I am looking for the fastest way to read a sequential file from disk. I read in some posts that if I compressed the file using, for example, lz4, I could achieve better performance than read the flat file, because I will minimize the i/o operations.
But when I try this approach, scanning a lz4 compressed file gives me a poor performance than scanning the flat file. I didn't try the lz4demo above, but looking for it, my code is very similar.
I have found this benchmarks: http://skipperkongen.dk/2012/02/28/uncompressed-versus-compressed-read/ http://code.google.com/p/lz4/source/browse/trunk/lz4demo.c?r=75
Is it really possible to improve performance reading a compressed sequential file over an uncompressed one? What am I doing wrong?

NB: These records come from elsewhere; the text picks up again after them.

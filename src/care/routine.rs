use chrono::NaiveTime;
use serde::{Deserialize, Serialize};

use super::{clock_label, hm, CareError};

#[derive(Debug, Clone, PartialEq, Eq, Serialize, Deserialize)]
pub struct RoutineItem {
    pub id: String,
    pub task: String,
    pub time: NaiveTime,
    pub completed: bool,
    pub important: bool,
}

#[derive(Debug, Clone, Copy, PartialEq, Eq, Serialize)]
pub struct RoutineProgress {
    pub completed: usize,
    pub total: usize,
    /// Rounded to the nearest whole percent.
    pub percent: u32,
}

#[derive(Debug, Clone, PartialEq, Eq)]
pub enum ToggleOutcome {
    /// Newly completed; carries the spoken congratulation.
    Completed { announcement: String },
    Reopened,
}

#[derive(Debug, Clone, Default)]
pub struct DailyRoutine {
    items: Vec<RoutineItem>,
}

impl DailyRoutine {
    pub fn new(items: Vec<RoutineItem>) -> Self {
        Self { items }
    }

    pub fn sample() -> Self {
        let seed = [
            ("1", "Take morning walk", hm(7, 0), true),
            ("2", "Eat breakfast", hm(8, 0), true),
            ("3", "Take morning medications", hm(8, 30), true),
            ("4", "Read newspaper", hm(9, 0), false),
            ("5", "Call family", hm(14, 0), true),
            ("6", "Afternoon rest", hm(15, 0), false),
            ("7", "Dinner", hm(18, 0), true),
            ("8", "Evening medications", hm(19, 0), true),
        ];
        Self::new(
            seed.into_iter()
                .map(|(id, task, time, important)| RoutineItem {
                    id: id.to_string(),
                    task: task.to_string(),
                    time,
                    completed: false,
                    important,
                })
                .collect(),
        )
    }

    pub fn items(&self) -> &[RoutineItem] {
        &self.items
    }

    pub fn get(&self, id: &str) -> Option<&RoutineItem> {
        self.items.iter().find(|item| item.id == id)
    }

    fn get_mut(&mut self, id: &str) -> Result<&mut RoutineItem, CareError> {
        self.items
            .iter_mut()
            .find(|item| item.id == id)
            .ok_or_else(|| CareError::UnknownRoutineItem(id.to_string()))
    }

    pub fn toggle_complete(&mut self, id: &str) -> Result<ToggleOutcome, CareError> {
        let item = self.get_mut(id)?;
        item.completed = !item.completed;
        if item.completed {
            tracing::info!(task = %item.task, "routine task completed");
            Ok(ToggleOutcome::Completed {
                announcement: format!("Well done! You completed {}", item.task),
            })
        } else {
            Ok(ToggleOutcome::Reopened)
        }
    }

    /// Spoken reminder for one task.
    pub fn task_reminder(&self, id: &str) -> Result<String, CareError> {
        let item = self
            .get(id)
            .ok_or_else(|| CareError::UnknownRoutineItem(id.to_string()))?;
        Ok(format!("Your task: {} at {}", item.task, clock_label(item.time)))
    }

    /// Add a task, keeping the list ordered by time. Returns the new id.
    pub fn add_item(&mut self, task: impl Into<String>, time: NaiveTime, important: bool) -> String {
        let id = uuid::Uuid::new_v4().to_string();
        let at = self.items.partition_point(|item| item.time <= time);
        self.items.insert(
            at,
            RoutineItem {
                id: id.clone(),
                task: task.into(),
                time,
                completed: false,
                important,
            },
        );
        id
    }

    pub fn progress(&self) -> RoutineProgress {
        let total = self.items.len();
        let completed = self.items.iter().filter(|item| item.completed).count();
        let percent = if total == 0 {
            0
        } else {
            (completed as f64 / total as f64 * 100.0).round() as u32
        };
        RoutineProgress {
            completed,
            total,
            percent,
        }
    }

    pub fn all_completed(&self) -> bool {
        !self.items.is_empty() && self.items.iter().all(|item| item.completed)
    }

    /// Start a new day: clear every checkbox.
    pub fn reset_day(&mut self) {
        for item in &mut self.items {
            item.completed = false;
        }
    }
}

Yes, it is possible to improve disk read by using compression.
This effect is most likely to happen if you use a multi-threaded reader : while one thread reads compressed data from disk, the other one decode the previous compressed block within memory.
Considering the speed of LZ4, the decoding operation is likely to finish before the other thread complete reading the next block. This way, you'll achieved a bandwidth improvement, proportional to the compression ratio of the tested file.
Obviously, there are other effects to consider when benchmarking. For example, seek times of HDD are several order of magnitude larger than SSD, and under bad circumstances, it can become the dominant part of the timing, reducing any bandwidth advantage to zero.